== YOUR TASK ==
Compute how many lines in the entries below include the string "Copy". Only the number is wanted.

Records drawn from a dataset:
use crate::error::{BackendError, BridgeError, NegotiationStep, Result};
use crate::format::{AccessLayout, DeviceFormat, SampleFormatDescriptor, translate};
use crate::hw::config::BridgeOptions;
use crate::hw::traits::{
    DescriptorSet, HwParamsOps, PcmBackend, PcmStream, StreamDirection, SwParamsOps,
};
use tracing::{debug, error, warn};

#[derive(Debug, Clone, Copy, PartialEq, Eq)]
pub enum SessionState {
    Closed,
    Configuring,
    Ready,
    Started,
}

/// What the device accepted for one direction. Fixed until the stream closes.
#[derive(Debug, Clone, Copy, PartialEq)]
pub struct NegotiatedConfig {
    pub descriptor: SampleFormatDescriptor,
    pub format: DeviceFormat,
    pub access: AccessLayout,
    pub rate: u32,
}

impl NegotiatedConfig {
    pub fn bytes_per_frame(&self) -> usize {
        self.descriptor.bytes_per_frame as usize
    }

    pub fn channels(&self) -> usize {
        self.descriptor.channels_per_frame as usize
    }
}

#[derive(Debug)]
pub struct DeviceSession<S: PcmStream> {
    label: &'static str,
    direction: StreamDirection,
    state: SessionState,
    stream: Option<S>,
    config: Option<NegotiatedConfig>,
}

fn at(step: NegotiationStep) -> impl FnOnce(BackendError) -> BridgeError {
    move |source| BridgeError::NegotiationFailed { step, source }
}

fn negotiate_stream<S: PcmStream>(
    stream: &S,
    desc: &SampleFormatDescriptor,
    options: &BridgeOptions,
) -> Result<NegotiatedConfig> {
    let format = translate(desc)?;
    let access = desc.access();

    let rate = {
        let hw = stream.hw_params_any().map_err(at(NegotiationStep::HwParamsAny))?;
        hw.set_access(access).map_err(at(NegotiationStep::Access))?;
        hw.set_format(format).map_err(at(NegotiationStep::Format))?;
        let rate = hw
            .set_rate_near(desc.sample_rate.round() as u32)
            .map_err(at(NegotiationStep::Rate))?;
        debug!("Channel count: {}", desc.channels_per_frame);
        hw.set_channels(desc.channels_per_frame)
            .map_err(at(NegotiationStep::Channels))?;
        stream.commit_hw_params(&hw).map_err(at(NegotiationStep::CommitHw))?;
        rate
    };

    let sw = stream
        .sw_params_current()
        .map_err(at(NegotiationStep::SwParamsCurrent))?;
    sw.set_avail_min(options.avail_min)
        .map_err(at(NegotiationStep::AvailMin))?;
    sw.set_start_threshold(options.start_threshold)
        .map_err(at(NegotiationStep::StartThreshold))?;
    stream.commit_sw_params(&sw).map_err(at(NegotiationStep::CommitSw))?;

    Ok(NegotiatedConfig {
        descriptor: *desc,
        format,
        access,
        rate,
    })
}

impl<S: PcmStream> DeviceSession<S> {
    pub fn new(label: &'static str, direction: StreamDirection) -> Self {
        Self {
            label,
            direction,
            state: SessionState::Closed,
            stream: None,
            config: None,
        }
    }

    pub fn state(&self) -> SessionState {
        self.state
    }

    pub fn direction(&self) -> StreamDirection {
        self.direction
    }

    pub fn is_open(&self) -> bool {
        self.stream.is_some()
    }

    pub fn is_started(&self) -> bool {
        self.state == SessionState::Started
    }

    pub fn stream(&self) -> Option<&S> {
        self.stream.as_ref()
    }

    pub fn config(&self) -> Option<&NegotiatedConfig> {
        self.config.as_ref()
    }

    /// Stream and configuration, available once negotiation succeeded.
    pub fn negotiated(&self) -> Option<(&S, &NegotiatedConfig)> {
        self.stream.as_ref().zip(self.config.as_ref())
    }

    pub fn open<B>(&mut self, backend: &B, device: &str) -> Result<()>
    where
        B: PcmBackend<Stream = S>,
    {
        if self.state != SessionState::Closed {
            return Err(BridgeError::AlreadyInitialized);
        }
        let stream = backend
            .open(device, self.direction)
            .map_err(|source| BridgeError::DeviceUnavailable {
                direction: self.direction.label(),
                device: device.to_string(),
                source,
            })?;
        self.stream = Some(stream);
        self.state = SessionState::Configuring;
        Ok(())
    }

    /// Applies `desc` to the open stream. Any failing step closes the session.
    pub fn negotiate(
        &mut self,
        desc: &SampleFormatDescriptor,
        options: &BridgeOptions,
    ) -> Result<NegotiatedConfig> {
        if self.state != SessionState::Configuring {
            return Err(BridgeError::NotInitialized);
        }
        let Some(stream) = self.stream.as_ref() else {
            return Err(BridgeError::NotInitialized);
        };
        match negotiate_stream(stream, desc, options) {
            Ok(config) => {
                if config.rate as f64 != desc.sample_rate.round() {
                    warn!(
                        "{} {} rate {} not available, device picked {}",
                        self.label,
                        self.direction.label(),
                        desc.sample_rate,
                        config.rate
                    );
                }
                self.config = Some(config);
                self.state = SessionState::Ready;
                Ok(config)
            }
            Err(e) => {
                error!("{} {} negotiation failed: {}", self.label, self.direction.label(), e);
                self.close();
                Err(e)
            }
        }
    }

    /// Prepares the stream for transfer and returns its pollable descriptors.
    pub fn prepare(&mut self) -> Result<DescriptorSet> {
        if self.state != SessionState::Ready {
            return Err(BridgeError::PrepareFailed(format!(
                "{} stream is not ready ({:?})",
                self.direction.label(),
                self.state
            )));
        }
        let Some(stream) = self.stream.as_ref() else {
            return Err(BridgeError::NotInitialized);
        };
        stream
            .prepare()
            .map_err(|e| BridgeError::PrepareFailed(format!("prepare failed: {e}")))?;
        let descriptors = stream
            .poll_descriptors()
            .map_err(|e| BridgeError::PrepareFailed(format!("poll descriptors failed: {e}")))?;
        debug!(
            "{} {} descriptor count: {}",
            self.label,
            self.direction.label(),
            descriptors.len()
        );
        self.state = SessionState::Started;
        Ok(descriptors)
    }

    /// Discards whatever the device still holds and leaves the stream ready.
    pub fn drop_pending(&mut self) {
        let Some(stream) = self.stream.as_ref() else {
            return;
        };
        if let Err(e) = stream.drop_pending() {
            error!("{} {} drop failed: {}", self.label, self.direction.label(), e);
        }
        if self.state == SessionState::Started {
            self.state = SessionState::Ready;
        }
    }

    /// Blocks until queued frames have played.
    pub fn drain(&mut self) -> Result<()> {
        let Some(stream) = self.stream.as_ref() else {
            return Ok(());
        };
        stream.drain().map_err(BridgeError::DeviceWriteFailed)?;
        if self.state == SessionState::Started {
            self.state = SessionState::Ready;
        }
        Ok(())
    }

    pub fn close(&mut self) {
        if self.stream.take().is_some() {
            debug!("{} {} closed", self.label, self.direction.label());
        }
        self.config = None;
        self.state = SessionState::Closed;
    }
}

#[cfg(test)]
mod tests {
    use super::*;
    use crate::format::FormatFlags;
    use crate::hw::mock::{MockBackend, MockStream};
    use crate::hw::traits::Readiness;

    fn session() -> DeviceSession<MockStream> {
        DeviceSession::new("Mock", StreamDirection::Output)
    }

    fn stereo() -> SampleFormatDescriptor {
        SampleFormatDescriptor::s16le_interleaved(48_000.0, 2)
    }

    #[test]
    fn walks_the_state_machine() {
        let backend = MockBackend::new();
        let mut s = session();
        assert_eq!(s.state(), SessionState::Closed);
        s.open(&backend, "default").unwrap();
        assert_eq!(s.state(), SessionState::Configuring);
        let config = s.negotiate(&stereo(), &BridgeOptions::default()).unwrap();
        assert_eq!(s.state(), SessionState::Ready);
        assert_eq!(config.format, DeviceFormat::S16Le);
        assert_eq!(config.rate, 48_000);
        let set = s.prepare().unwrap();
        assert_eq!(s.state(), SessionState::Started);
        assert_eq!(set.len(), 1);
        assert_eq!(set[0].events, Readiness::WRITE);
        s.close();
        assert_eq!(s.state(), SessionState::Closed);
        assert_eq!(backend.state().open_streams, 0);
    }

    #[test]
    fn negotiation_applies_every_parameter() {
        let backend = MockBackend::new();
        let mut s = session();
        s.open(&backend, "default").unwrap();
        let desc = SampleFormatDescriptor::linear_pcm(
            44_100.0,
            32,
            4,
            FormatFlags {
                float: true,
                non_interleaved: true,
                ..FormatFlags::default()
            },
        );
        let options = BridgeOptions {
            avail_min: 1024,
            start_threshold: 7,
            ..BridgeOptions::default()
        };
        s.negotiate(&desc, &options).unwrap();
        let st = backend.state();
        assert_eq!(st.access, Some(AccessLayout::NonInterleaved));
        assert_eq!(st.format, Some(DeviceFormat::FloatLe));
        assert_eq!(st.channels, Some(4));
        assert_eq!(st.avail_min, Some(1024));
        assert_eq!(st.start_threshold, Some(7));
        assert_eq!(st.live_params, 0);
    }

    #[test]
    fn twenty_four_bit_negotiates_packed_samples() {
        let backend = MockBackend::new();
        let mut s = session();
        s.open(&backend, "default").unwrap();
        let desc = SampleFormatDescriptor::linear_pcm(
            48_000.0,
            24,
            2,
            FormatFlags {
                signed: true,
                ..FormatFlags::default()
            },
        );
        let config = s.negotiate(&desc, &BridgeOptions::default()).unwrap();
        assert_eq!(config.format, DeviceFormat::S243Le);
        assert_eq!(config.bytes_per_frame(), 6);
        assert_eq!(
            config.bytes_per_frame(),
            config.format.sample_bytes() as usize * config.channels()
        );
        assert_eq!(backend.state().format, Some(DeviceFormat::S243Le));
    }

    #[test]
    fn actual_rate_is_read_back() {
        let backend = MockBackend::new();
        backend.state().rate_override = Some(44_100);
        let mut s = session();
        s.open(&backend, "default").unwrap();
        let config = s.negotiate(&stereo(), &BridgeOptions::default()).unwrap();
        assert_eq!(config.rate, 44_100);
        assert_eq!(s.config().map(|c| c.rate), Some(44_100));
    }

    #[test]
    fn failed_step_releases_params_and_closes() {
        let steps = [
            NegotiationStep::HwParamsAny,
            NegotiationStep::Access,
            NegotiationStep::Format,
            NegotiationStep::Rate,
            NegotiationStep::Channels,
            NegotiationStep::CommitHw,
            NegotiationStep::SwParamsCurrent,
            NegotiationStep::AvailMin,
            NegotiationStep::StartThreshold,
            NegotiationStep::CommitSw,
        ];
        for step in steps {
            let backend = MockBackend::new();
            backend.state().fail_step = Some(step);
            let mut s = session();
            s.open(&backend, "default").unwrap();
            match s.negotiate(&stereo(), &BridgeOptions::default()) {
                Err(BridgeError::NegotiationFailed { step: failed, source }) => {
                    assert_eq!(failed, step);
                    assert!(source.message.contains("mock rejects"));
                }
                other => panic!("step {step:?}: unexpected {other:?}"),
            }
            assert_eq!(s.state(), SessionState::Closed);
            assert!(!s.is_open());
            let st = backend.state();
            assert_eq!(st.live_params, 0, "params leaked at {step:?}");
            assert_eq!(st.open_streams, 0);
        }
    }

    #[test]
    fn bad_format_closes_before_touching_params() {
        let backend = MockBackend::new();
        let mut s = session();
        s.open(&backend, "default").unwrap();
        let mut desc = stereo();
        desc.bits_per_channel = 12;
        assert!(matches!(
            s.negotiate(&desc, &BridgeOptions::default()),
            Err(BridgeError::InvalidBitDepth(12))
        ));
        assert_eq!(s.state(), SessionState::Closed);
        assert_eq!(backend.state().access, None);
    }

    #[test]
    fn open_failure_reports_backend_text() {
        let backend = MockBackend::new();
        backend.state().fail_open = Some(BackendError::new(16, "Device or resource busy"));
        let mut s = session();
        let err = s.open(&backend, "hw:3").unwrap_err();
        assert_eq!(
            err.to_string(),
            "failed to open playback PCM 'hw:3': Device or resource busy"
        );
        assert_eq!(s.state(), SessionState::Closed);
    }

    #[test]
    fn double_open_is_rejected() {
        let backend = MockBackend::new();
        let mut s = session();
        s.open(&backend, "default").unwrap();
        assert!(matches!(
            s.open(&backend, "default"),
            Err(BridgeError::AlreadyInitialized)
        ));
        assert_eq!(backend.state().open_streams, 1);
    }

    #[test]
    fn prepare_requires_ready() {
        let backend = MockBackend::new();
        let mut s = session();
        assert!(matches!(s.prepare(), Err(BridgeError::PrepareFailed(_))));
        s.open(&backend, "default").unwrap();
        assert!(matches!(s.prepare(), Err(BridgeError::PrepareFailed(_))));
        assert_eq!(backend.state().prepares, 0);
    }

    #[test]
    fn prepare_failure_keeps_stream_ready() {
        let backend = MockBackend::new();
        let mut s = session();
        s.open(&backend, "default").unwrap();
        s.negotiate(&stereo(), &BridgeOptions::default()).unwrap();
        backend.state().fail_prepare = Some(BackendError::new(77, "File descriptor in bad state"));
        assert!(matches!(s.prepare(), Err(BridgeError::PrepareFailed(_))));
        assert_eq!(s.state(), SessionState::Ready);
    }

    #[test]
    fn drop_pending_returns_to_ready() {
        let backend = MockBackend::new();
        let mut s = session();
        s.open(&backend, "default").unwrap();
        s.negotiate(&stereo(), &BridgeOptions::default()).unwrap();
        s.prepare().unwrap();
        s.drop_pending();
        assert_eq!(s.state(), SessionState::Ready);
        assert_eq!(backend.state().drops, 1);
    }

    #[test]
    fn close_is_idempotent() {
        let mut s = session();
        s.close();
        s.close();
        assert_eq!(s.state(), SessionState::Closed);
    }
}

== OUTPUT OF THE EXERCISE ==
2